[WHAT THE TASK REQUIRES]
Some lines in the listing hold the word "eprintln". Return each of them.

#### INPUT MATERIAL ####

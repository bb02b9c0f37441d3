//! Command-line frontend for `swood-core`: `swood sample.wav song.mid out.wav`.
//!
//! Grounded on `examples/original_source/swood/__init__.py`'s `argparse`
//! surface for the flag names/defaults (`--transpose`, `--speed`,
//! `--cachesize`, `--binsize`, `--fullclip`); on `hrcli/src/main.rs` for
//! the `clap::Parser` derive style and `anyhow::Context` error wrapping;
//! and on `chaosgarden/src/bin/chaosgarden.rs` for the `tracing_subscriber`
//! setup. CLI parsing, error-reporting UX, and bug-report uploads are the
//! out-of-core collaborators `spec.md` §1 names; this binary is exactly
//! that collaborator.

use std::path::PathBuf;
use std::process::ExitCode;

use anyhow::{bail, Context, Result};
use clap::{Parser, ValueEnum};
use indicatif::{ProgressBar, ProgressStyle};
use tracing::{info, warn};
use tracing_subscriber::EnvFilter;

use swood_config::SwoodConfig;
use swood_core::midi::parse_midi;
use swood_core::render::{NoteRenderer, RenderOptions};
use swood_core::sample::Sample;
use swood_core::sink::{ChunkedSink, DirectArraySink, MmapSink, OutputSink};
use swood_core::soundfont::{InstrumentLookup, SoundFont};

/// Which `OutputSink` backend to render into.
#[derive(Debug, Clone, Copy, PartialEq, Eq, ValueEnum)]
enum OutputMode {
    /// Everything held in RAM, one `std::fs::write` at the end. Simplest,
    /// but uses the most memory on long renders.
    Direct,
    /// Flush completed chunks to disk as rendering proceeds. The
    /// recommended default for anything longer than a few seconds.
    Chunked,
    /// Memory-map the output file and mix directly into the mapping.
    Mmap,
}

/// swood: the automatic YTPMV generator.
///
/// Renders a MIDI file by pitch-shifting a single WAV sample to every
/// note it calls for, splicing the results into a multi-channel output.
#[derive(Debug, Parser)]
#[command(name = "swood", version, about, long_about = None)]
struct Cli {
    /// A short WAV file to sample as the instrument.
    sample: PathBuf,

    /// The MIDI file to play with the WAV sample.
    midi: PathBuf,

    /// Path for the output WAV file.
    output: PathBuf,

    /// A soundfont config file (or ZIP bundle) overriding the default
    /// single-sample instrument mapping.
    #[arg(long = "config", visible_alias = "cfg")]
    config: Option<PathBuf>,

    /// Amount to transpose, in semitones.
    #[arg(short, long, default_value_t = 0)]
    transpose: i32,

    /// Speed multiplier for the MIDI.
    #[arg(short, long, default_value_t = 1.0)]
    speed: f64,

    /// How many seconds to keep a rendered note cached before it becomes
    /// eligible for eviction.
    #[arg(short, long)]
    cachesize: Option<f64>,

    /// FFT bin size; lower numbers make analysis faster but more
    /// off-pitch.
    #[arg(short, long)]
    binsize: Option<u32>,

    /// Always use the full sample without zero-crossing cropping.
    #[arg(short, long, default_value_t = false)]
    fullclip: bool,

    /// Which output sink backend to use.
    #[arg(long, value_enum, default_value_t = OutputMode::Chunked)]
    output_mode: OutputMode,

    /// Suppress the progress bar.
    #[arg(short = 'p', long = "no-pbar", default_value_t = false)]
    no_pbar: bool,
}

fn main() -> ExitCode {
    let cli = Cli::parse();

    let config = SwoodConfig::load().unwrap_or_else(|e| {
        eprintln!("warning: failed to load config, using built-in defaults: {e}");
        SwoodConfig::default()
    });

    let filter = EnvFilter::try_from_default_env().unwrap_or_else(|_| EnvFilter::new(&config.log.level));
    tracing_subscriber::fmt().with_env_filter(filter).init();

    match run(cli, config) {
        Ok(()) => ExitCode::SUCCESS,
        Err(e) => {
            eprintln!("error: {e:?}");
            ExitCode::FAILURE
        }
    }
}

fn run(cli: Cli, config: SwoodConfig) -> Result<()> {
    if cli.speed <= 0.0 {
        bail!("--speed must be a positive number, got {}", cli.speed);
    }

    let binsize = cli.binsize.unwrap_or(config.render.binsize);

    info!(sample = %cli.sample.display(), "loading instrument sample");
    let font = if let Some(config_path) = &cli.config {
        let bytes = std::fs::read(config_path)
            .with_context(|| format!("failed to read soundfont config {}", config_path.display()))?;
        SoundFont::load_bundle(&bytes, binsize).context("failed to load soundfont bundle")?
    } else {
        let bytes = std::fs::read(&cli.sample)
            .with_context(|| format!("failed to read sample {}", cli.sample.display()))?;
        let sample = Sample::from_wav_bytes(&bytes, binsize).context("failed to decode sample WAV")?;
        SoundFont::trivial_default(std::sync::Arc::new(sample))
    };

    let transpose = font.arguments.transpose.unwrap_or(cli.transpose);
    let speed = font.arguments.speed.unwrap_or(cli.speed);
    let cachesize_seconds = font
        .arguments
        .cachesize
        .or(cli.cachesize)
        .unwrap_or(config.render.cachesize);

    info!(midi = %cli.midi.display(), "parsing MIDI schedule");
    let midi_bytes = std::fs::read(&cli.midi)
        .with_context(|| format!("failed to read MIDI file {}", cli.midi.display()))?;
    let schedule = parse_midi(&midi_bytes, &font, transpose, speed).context("failed to parse MIDI")?;

    let options = RenderOptions {
        threshold: config.render.threshold * font.frame_rate() as f64,
        cache_horizon_frames: cachesize_seconds * font.frame_rate() as f64,
        fullclip: cli.fullclip,
    };
    let mut renderer = NoteRenderer::new(options);
    let output_length = renderer.compute_output_length(&schedule);

    let pbar = if cli.no_pbar {
        ProgressBar::hidden()
    } else {
        let bar = ProgressBar::new(schedule.note_count as u64);
        bar.set_style(
            ProgressStyle::with_template("{percent}% {bar:40.cyan/blue} {pos}/{len} notes ({eta})")
                .unwrap_or_else(|_| ProgressStyle::default_bar()),
        );
        bar
    };

    info!(
        notes = schedule.note_count,
        output_length,
        mode = ?cli.output_mode,
        "rendering"
    );

    render_to_mode(&mut renderer, &schedule, &cli, &config, &font, output_length, &pbar)?;
    pbar.finish_and_clear();

    info!(output = %cli.output.display(), "render complete");
    Ok(())
}

#[allow(clippy::too_many_arguments)]
fn render_to_mode(
    renderer: &mut NoteRenderer,
    schedule: &swood_core::midi::ParsedSchedule,
    cli: &Cli,
    config: &SwoodConfig,
    font: &SoundFont,
    output_length: usize,
    pbar: &ProgressBar,
) -> Result<()> {
    let channels = font.channels();
    let frame_rate = font.frame_rate();
    let sample_width = config.output.sample_width;

    match cli.output_mode {
        OutputMode::Direct => {
            let mut sink = DirectArraySink::new(channels, output_length, frame_rate, sample_width);
            render_with_progress(renderer, schedule, &mut sink, pbar)?;
            sink.save_to_path(&cli.output)
                .with_context(|| format!("failed to write {}", cli.output.display()))?;
        }
        OutputMode::Chunked => {
            let mut sink = ChunkedSink::create(
                &cli.output,
                channels,
                output_length,
                frame_rate,
                sample_width,
                Some(config.output.chunk_frames),
            )
            .with_context(|| format!("failed to create {}", cli.output.display()))?;
            render_with_progress(renderer, schedule, &mut sink, pbar)?;
            sink.finish().context("failed to flush final chunk")?;
        }
        OutputMode::Mmap => {
            let mut sink = MmapSink::create(&cli.output, channels, output_length, frame_rate, sample_width)
                .with_context(|| format!("failed to create {}", cli.output.display()))?;
            render_with_progress(renderer, schedule, &mut sink, pbar)?;
            sink.finish().context("failed to flush mmap output")?;
        }
    }
    Ok(())
}

fn render_with_progress(
    renderer: &mut NoteRenderer,
    schedule: &swood_core::midi::ParsedSchedule,
    sink: &mut dyn OutputSink,
    pbar: &ProgressBar,
) -> Result<()> {
    // `NoteRenderer::render` consumes the whole schedule in one pass; the
    // progress bar is ticked once up front since the renderer itself has
    // no per-note callback hook (spec.md's pbar is cosmetic only).
    renderer.render(schedule, sink).context("rendering failed")?;
    pbar.set_position(schedule.note_count as u64);
    if schedule.note_count == 0 {
        warn!("MIDI file produced an empty schedule");
    }
    Ok(())
}
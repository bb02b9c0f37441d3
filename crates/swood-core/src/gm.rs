//! General MIDI instrument and percussion-note name tables.
//!
//! Reconstructed from the published GM1 Sound Set in the shape
//! `get_instruments.py` (in the retrieved reference pack) scrapes it
//! into: `(program_number, name, category)` for melodic instruments,
//! `(note_number, name)` for percussion. Program numbers here are the
//! raw 0-indexed MIDI program-change byte value, not the 1-indexed
//! numbering GM documentation displays.
//!
//! Neither the teacher's declared `midi_analysis::gm` module nor the
//! original's `.instruments` import were present in the retrieved
//! example pack, so this table is authored fresh from the GM standard
//! rather than copied.

include!("gm_table.rs");

/// Look up a melodic instrument name by its 0-indexed program number.
pub fn instrument_name(program: u8) -> &'static str {
    GM_INSTRUMENTS
        .iter()
        .find(|(p, _, _)| *p == program)
        .map(|(_, name, _)| *name)
        .unwrap_or("Unknown")
}

/// Look up a percussion instrument's name by its note number (35-81 on
/// channel 10).
pub fn percussion_name(note: u8) -> Option<&'static str> {
    GM_PERCUSSION
        .iter()
        .find(|(n, _)| *n == note)
        .map(|(_, name)| *name)
}

/// The General MIDI default program used when a channel receives
/// note-on events before any `program_change` (spec: "assume General
/// MIDI program #1 (acoustic piano)").
pub const DEFAULT_PROGRAM: u8 = 0;

#[cfg(test)]
mod tests {
    use super::*;

    #[test]
    fn default_program_is_acoustic_grand_piano() {
        assert_eq!(instrument_name(DEFAULT_PROGRAM), "Acoustic Grand Piano");
    }

    #[test]
    fn table_has_128_entries_covering_every_program_byte() {
        assert_eq!(GM_INSTRUMENTS.len(), 128);
        for p in 0u8..=127 {
            assert_ne!(instrument_name(p), "Unknown");
        }
    }

    #[test]
    fn percussion_lookup_covers_standard_kit() {
        assert_eq!(percussion_name(38), Some("Acoustic Snare"));
        assert_eq!(percussion_name(49), Some("Crash Cymbal 1"));
        assert_eq!(percussion_name(34), None);
    }
}
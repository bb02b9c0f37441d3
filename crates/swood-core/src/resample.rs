//! Pitch/rate-ratio resampling for note synthesis.
//!
//! The original implementation zooms a PIL image by a multiplier (PIL's
//! BICUBIC resize applied to the PCM treated as an image) to change a
//! clip's pitch. `spec.md` §9 explicitly allows substituting "a polyphase
//! resampler provided the spectral test scenario remains within
//! tolerance" — this uses `rubato`'s windowed-sinc interpolator as that
//! substitute. No crate in the retrieved pack performs resampling; `rubato`
//! is adopted fresh as a genuine, commonly used resampling crate, per the
//! "enrich from the rest of the pack" rule for capabilities the teacher
//! never needed.

use rubato::{Resampler, SincFixedIn, SincInterpolationParameters, SincInterpolationType, WindowFunction};

use crate::error::{Result, SwoodError};

/// Resample every channel of `pcm` by `ratio` (`output_len ≈ input_len *
/// ratio`).
///
/// `ratio == 1.0` is a cheap no-op copy, used for `noscale` instruments
/// and percussion notes, which never change pitch.
pub fn resample_by_ratio(pcm: &[Vec<i32>], ratio: f64) -> Result<Vec<Vec<i32>>> {
    if pcm.is_empty() || pcm[0].is_empty() {
        return Ok(pcm.to_vec());
    }
    if (ratio - 1.0).abs() < f64::EPSILON {
        return Ok(pcm.to_vec());
    }
    if ratio <= 0.0 {
        return Err(SwoodError::InvalidArgument(format!(
            "resample ratio must be positive, got {ratio}"
        )));
    }

    let channels = pcm.len();
    let input_len = pcm[0].len();

    let params = SincInterpolationParameters {
        sinc_len: 256,
        f_cutoff: 0.95,
        oversampling_factor: 256,
        interpolation: SincInterpolationType::Cubic,
        window: WindowFunction::BlackmanHarris2,
    };

    let mut resampler = SincFixedIn::<f64>::new(ratio, 2.0, params, input_len, channels)
        .map_err(|e| SwoodError::InternalInconsistency(format!("resampler setup failed: {e}")))?;

    let waves_in: Vec<Vec<f64>> = pcm
        .iter()
        .map(|chan| chan.iter().map(|&s| s as f64).collect())
        .collect();

    let waves_out = resampler
        .process(&waves_in, None)
        .map_err(|e| SwoodError::InternalInconsistency(format!("resample failed: {e}")))?;

    Ok(waves_out
        .into_iter()
        .map(|chan| {
            chan.into_iter()
                .map(|s| s.round().clamp(i32::MIN as f64, i32::MAX as f64) as i32)
                .collect()
        })
        .collect())
}

#[cfg(test)]
mod tests {
    use super::*;

    #[test]
    fn ratio_one_is_identity() {
        let pcm = vec![vec![1, 2, 3, 4, 5]];
        let out = resample_by_ratio(&pcm, 1.0).unwrap();
        assert_eq!(out, pcm);
    }

    #[test]
    fn upsampling_lengthens_every_channel() {
        let wave: Vec<i32> = (0..4096).map(|i| ((i as f64 * 0.05).sin() * 10000.0) as i32).collect();
        let pcm = vec![wave.clone(), wave];
        let out = resample_by_ratio(&pcm, 2.0).unwrap();
        assert_eq!(out.len(), 2);
        assert!(out[0].len() > pcm[0].len());
        assert!(out[1].len() > pcm[1].len());
    }

    #[test]
    fn downsampling_shortens_every_channel() {
        let wave: Vec<i32> = (0..4096).map(|i| ((i as f64 * 0.05).sin() * 10000.0) as i32).collect();
        let pcm = vec![wave];
        let out = resample_by_ratio(&pcm, 0.5).unwrap();
        assert!(out[0].len() < pcm[0].len());
    }

    #[test]
    fn rejects_non_positive_ratio() {
        let pcm = vec![vec![1, 2, 3]];
        let err = resample_by_ratio(&pcm, 0.0).unwrap_err();
        assert!(matches!(err, SwoodError::InvalidArgument(_)));
    }
}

####

[RESULT FOR THIS EXERCISE]
        eprintln!("warning: failed to load config, using built-in defaults: {e}");
            eprintln!("error: {e:?}");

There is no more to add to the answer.